JuliaHP - LessWrong

>though maintenance might suck idk

Yeah, and I'm guessing very expensive. If something is being given away for cheap/free the true market value of the good is likely negative. It probably makes sense to think more about that bit before concluding that obtaining a castle is a good idea.

Can we ever ensure AI alignment if we can only test AI personas?

JuliaHP1mo20

This to me seems to be akin to "sponge-alignment" IE not building a powerful AI.

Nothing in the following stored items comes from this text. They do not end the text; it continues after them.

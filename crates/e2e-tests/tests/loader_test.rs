//! Index lifecycle E2E tests: publish, load, rebuild, reload.

use std::sync::Arc;
use std::time::Duration;

use pretty_assertions::assert_eq;
use serde_json::json;

use alm_rag::{LoaderState, RagError};
use e2e_tests::{random_entries, TestHarness};

const DIM: usize = 32;

#[tokio::test]
async fn test_every_ordinal_resolves_after_load() {
    let harness = TestHarness::new();
    let entries = random_entries("b1", 200, DIM, 7);
    harness.publish_build("b1", &entries);

    let loader = harness.loader(DIM);
    let bundle = loader.load().await.unwrap();

    assert_eq!(bundle.build_id(), Some("b1"));
    assert_eq!(bundle.vector_count(), 200);
    assert_eq!(bundle.record_count(), 200);
    for ordinal in 0..200u64 {
        let (id, record) = bundle.lookup(ordinal).expect("ordinal resolves");
        assert_eq!(id, format!("b1-r{ordinal}"));
        assert_eq!(record.error_message, format!("synthetic error {ordinal}"));
    }
}

#[tokio::test]
async fn test_nearest_neighbor_of_stored_vector_is_itself() {
    let harness = TestHarness::new();
    let entries = random_entries("b1", 50, DIM, 11);
    harness.publish_build("b1", &entries);

    let loader = harness.loader(DIM);
    loader.load().await.unwrap();
    let builder = harness.context_builder(&loader);

    for (id, _, vector) in entries.iter().step_by(7) {
        let hits = builder.retrieve(vector, 3).unwrap();
        assert_eq!(&hits[0].id, id);
        assert!(hits.windows(2).all(|w| w[0].distance <= w[1].distance));
    }
}

#[tokio::test]
async fn test_reload_swaps_while_old_snapshot_stays_valid() {
    let harness = TestHarness::new();
    harness.publish_build("b1", &random_entries("b1", 20, DIM, 1));
    let loader = harness.loader(DIM);
    let first = loader.load().await.unwrap();

    harness.publish_build("b2", &random_entries("b2", 30, DIM, 2));
    let second = loader.reload().await.unwrap();

    assert_eq!(second.build_id(), Some("b2"));
    assert_eq!(loader.last_loaded_build_id().as_deref(), Some("b2"));
    assert_eq!(
        loader.state(),
        LoaderState::Loaded {
            build_id: Some("b2".to_string())
        }
    );

    // A reader holding the old snapshot still sees one consistent build.
    assert_eq!(first.build_id(), Some("b1"));
    assert_eq!(first.vector_count(), 20);
    assert_eq!(first.lookup(0).map(|(id, _)| id.to_string()), Some("b1-r0".to_string()));
}

#[tokio::test]
async fn test_failed_rebuild_keeps_serving_previous_bundle() {
    let harness = TestHarness::new();
    harness.publish_build("b1", &random_entries("b1", 20, DIM, 3));
    let loader = harness.loader(DIM);
    loader.load().await.unwrap();

    harness.write_pointer(json!({"status": "FAILED", "error_message": "embedding service down"}));
    let err = loader.reload().await.unwrap_err();
    match err {
        RagError::BuildFailed { message } => assert_eq!(message, "embedding service down"),
        other => panic!("Expected BuildFailed, got {other:?}"),
    }

    let served = loader.snapshot().expect("previous bundle still served");
    assert_eq!(served.build_id(), Some("b1"));
    assert!(matches!(loader.state(), LoaderState::Failed { .. }));
    assert!(!loader.check_ready().await);
}

#[tokio::test]
async fn test_wait_until_ready_sees_late_publish() {
    let harness = Arc::new(TestHarness::new());
    harness.write_pointer(json!({"status": "BUILDING"}));
    let loader = harness.loader(DIM);
    assert!(!loader.check_ready().await);

    let publisher = {
        let harness = Arc::clone(&harness);
        tokio::spawn(async move {
            tokio::time::sleep(Duration::from_millis(150)).await;
            harness.publish_build("late", &random_entries("late", 5, DIM, 4));
        })
    };

    let ready = loader
        .wait_until_ready(Duration::from_secs(10), Duration::from_millis(25))
        .await;
    publisher.await.unwrap();

    assert!(ready);
    assert_eq!(loader.state(), LoaderState::Unloaded, "waiting never loads");
    assert_eq!(loader.load().await.unwrap().build_id(), Some("late"));
}

#[tokio::test]
async fn test_concurrent_loads_share_one_bundle() {
    let harness = TestHarness::new();
    harness.publish_build("b1", &random_entries("b1", 10, DIM, 5));
    let loader = harness.loader(DIM);

    let (a, b, c) = tokio::join!(loader.load(), loader.load(), loader.load());
    let (a, b, c) = (a.unwrap(), b.unwrap(), c.unwrap());
    assert!(Arc::ptr_eq(&a, &b));
    assert!(Arc::ptr_eq(&b, &c));
}
//! Shared utilities for integration testing: a programmable mock runtime
//! and a gateway spawner, both on ephemeral ports.
#![allow(dead_code)]

use std::net::SocketAddr;
use std::sync::{Arc, Mutex};
use std::time::Duration;

use axum::{extract::State, routing::post, Json, Router};
use tokio::net::TcpListener;

use runtime_gateway::config::GatewayConfig;
use runtime_gateway::http::HttpServer;
use runtime_gateway::lifecycle::Shutdown;
use runtime_gateway::protocol::{EvaluateCall, EvaluateReply, InternalResponse};

type ReplyFn = dyn Fn(&EvaluateCall) -> EvaluateReply + Send + Sync;

#[derive(Clone)]
struct RuntimeState {
    reply: Arc<ReplyFn>,
    delay: Duration,
    calls: Arc<Mutex<Vec<EvaluateCall>>>,
}

/// Handle onto a running mock runtime; records every call it receives.
pub struct MockRuntime {
    pub addr: SocketAddr,
    calls: Arc<Mutex<Vec<EvaluateCall>>>,
}

impl MockRuntime {
    pub fn calls(&self) -> Vec<EvaluateCall> {
        self.calls.lock().unwrap().clone()
    }

    pub fn last_call(&self) -> EvaluateCall {
        self.calls
            .lock()
            .unwrap()
            .last()
            .cloned()
            .expect("mock runtime received no calls")
    }
}

async fn evaluate(
    State(state): State<RuntimeState>,
    Json(call): Json<EvaluateCall>,
) -> Json<EvaluateReply> {
    if !state.delay.is_zero() {
        tokio::time::sleep(state.delay).await;
    }
    let reply = (state.reply)(&call);
    state.calls.lock().unwrap().push(call);
    Json(reply)
}

/// Start a mock runtime that answers instantly.
pub async fn start_mock_runtime<F>(reply: F) -> MockRuntime
where
    F: Fn(&EvaluateCall) -> EvaluateReply + Send + Sync + 'static,
{
    start_runtime(Duration::ZERO, reply).await
}

/// Start a mock runtime that sleeps before answering.
pub async fn start_delayed_runtime<F>(delay: Duration, reply: F) -> MockRuntime
where
    F: Fn(&EvaluateCall) -> EvaluateReply + Send + Sync + 'static,
{
    start_runtime(delay, reply).await
}

async fn start_runtime<F>(delay: Duration, reply: F) -> MockRuntime
where
    F: Fn(&EvaluateCall) -> EvaluateReply + Send + Sync + 'static,
{
    let calls = Arc::new(Mutex::new(Vec::new()));
    let state = RuntimeState {
        reply: Arc::new(reply),
        delay,
        calls: calls.clone(),
    };
    let app = Router::new()
        .route("/evaluate", post(evaluate))
        .with_state(state);

    let listener = TcpListener::bind("127.0.0.1:0").await.unwrap();
    let addr = listener.local_addr().unwrap();
    tokio::spawn(async move {
        axum::serve(listener, app).await.unwrap();
    });

    MockRuntime { addr, calls }
}

/// A default gateway config pointed at the given runtime address.
pub fn gateway_config(runtime_addr: SocketAddr) -> GatewayConfig {
    let mut config = GatewayConfig::default();
    config.runtime.evaluate_url = format!("http://{}/evaluate", runtime_addr);
    config
}

/// Spawn a gateway on an ephemeral port. The returned `Shutdown` must stay
/// alive for the lifetime of the test.
pub async fn start_gateway(config: GatewayConfig) -> (SocketAddr, Shutdown) {
    let listener = TcpListener::bind("127.0.0.1:0").await.unwrap();
    let addr = listener.local_addr().unwrap();
    let shutdown = Shutdown::new();
    let server = HttpServer::new(config).unwrap();
    let rx = shutdown.subscribe();
    tokio::spawn(async move {
        let _ = server.run(listener, rx).await;
    });
    // Let the serve loop start accepting.
    tokio::time::sleep(Duration::from_millis(100)).await;
    (addr, shutdown)
}

/// A plain text success reply.
pub fn text_reply(status: u16, body: &str) -> EvaluateReply {
    EvaluateReply::Response(InternalResponse::ok(
        status,
        vec![("content-type".to_string(), "text/plain".to_string())],
        body.as_bytes().to_vec(),
    ))
}
//! The internal response message received from the runtime backend.

use serde::{Deserialize, Serialize};

/// Error code meaning the runtime produced a normal HTTP response.
pub const ERROR_OK: i32 = 0;

/// One application log line accumulated while the runtime processed a call.
///
/// `level` is the runtime's numeric severity; the dispatcher maps it onto the
/// local logging levels when the lines are drained.
#[derive(Debug, Clone, PartialEq, Eq, Serialize, Deserialize)]
#[serde(default)]
pub struct AppLogLine {
    pub timestamp_usec: i64,
    pub level: i64,
    pub message: String,
}

impl Default for AppLogLine {
    fn default() -> Self {
        Self {
            timestamp_usec: 0,
            level: 1,
            message: String::new(),
        }
    }
}

/// The runtime's reply to one internal request. Read-only once received.
///
/// When `error` is not [`ERROR_OK`] the status/headers/body carry no meaning
/// and the response translator discards them in favor of the error page.
#[derive(Debug, Clone, Default, Serialize, Deserialize)]
#[serde(default)]
pub struct InternalResponse {
    pub status: u16,
    /// Ordered header list; duplicate names are distinct occurrences.
    pub headers: Vec<(String, String)>,
    pub body: Vec<u8>,
    pub error: i32,
    pub error_message: String,
    /// Drained once by the dispatcher and re-emitted locally.
    pub app_logs: Vec<AppLogLine>,
}

impl InternalResponse {
    /// A plain successful response, mainly for tests and demo runtimes.
    pub fn ok(status: u16, headers: Vec<(String, String)>, body: Vec<u8>) -> Self {
        Self {
            status,
            headers,
            body,
            ..Default::default()
        }
    }
}
//! Tower middleware applied in front of the forward handler.

pub mod request_log_id;

pub use request_log_id::RequestLogIdLayer;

We understand personas because they are simulating human behavior which we understand. But that human behavior is mostly limited to human capabilities (expect for maybe speed-up possibilities).

Building truly powerful AI's will probably involve systems that do something different than human brains, or at-least do not grow with human biases for learning, which causes them to learn the human behaviors we are familiar with.

If the "power" of the AI comes through something else than the persona, then trusting the persona won't do you much good.

Altman blog on post-AGI world

JuliaHP2mo2811

I do believe that if Altman does manage to create his superAI's, the first such eats Altman and makes squiggles. But if I were to engage in the hypothetical where nice corrigible superassistants are just magically created, Altman does not appear to treat this future he claims to be steering towards seriously.

The world where "everyone has a superassitant" is inherently incredibly volatile/unstable/dangerous due to an incredibly large offence-defence assymetry of superassistants attacking fragile-fleshbags (with optimized viruses, bacteria, molecules, nanobots etcetc) or hijacking fragile minds with supermemes.

Avoiding this kind of outcome to me seems difficult. Nonsystematic "patches" are always workaroundable.
If openAI's superassistant refuses your request to destroy the world, use it to build your own superassistant, or use it for subtasks etc etc. Humans are fragile-fleshbags, and if strong optimization is ever pointed in their direction, they die.

There are ways to make such a world stable, but all of them that I can see look incredibly authoritarian, something Altman says hes not aiming for. But Altman does not appear to be proposing any alternatives as to how this will turn out fine, and I am not aware of any research agenda at openai trying to figure out how "giving everyone a superoptimizer" will result in a stable world with humans doing human things.

I know only three coherent ways to interpret what Altman is saying, and none of them take the object of writing seriously:
1) I wanted to have the stock go up and wrote words which do that
2) I didnt really think about it, oops
3) I'm actully gonna keep the superassistants all to myself and rule, and this nicecore writing will make people support me as I approach the finish line

This is less meant to be critical of the writing, and more me asking for help of how to actually make sense of what Altman says

The Field of AI Alignment: A Postmortem, and What To Do About It

JuliaHP3mo71

(That broad technical knowledge is the main thing (as opposed to tacit skills) why you value a physics PhD is a really surprising response to me, and seems like an important part of the model that didn't come across from the post.)

The Field of AI Alignment: A Postmortem, and What To Do About It

JuliaHP3mo72

Curious about what it would look like to pick up the relevant skills, especially the subtle/vague/tacit skills, in an independent-study setting rather than in academia. As well as the value of doing this, IE maybe its just a stupid idea and its better to just go do a PhD. Is the purpose of a PhD to learn the relevant skills, or to filter for them? (If you have already written stuff which suffices as a response, id be happy to be pointed to the relevant bits rather than having them restated)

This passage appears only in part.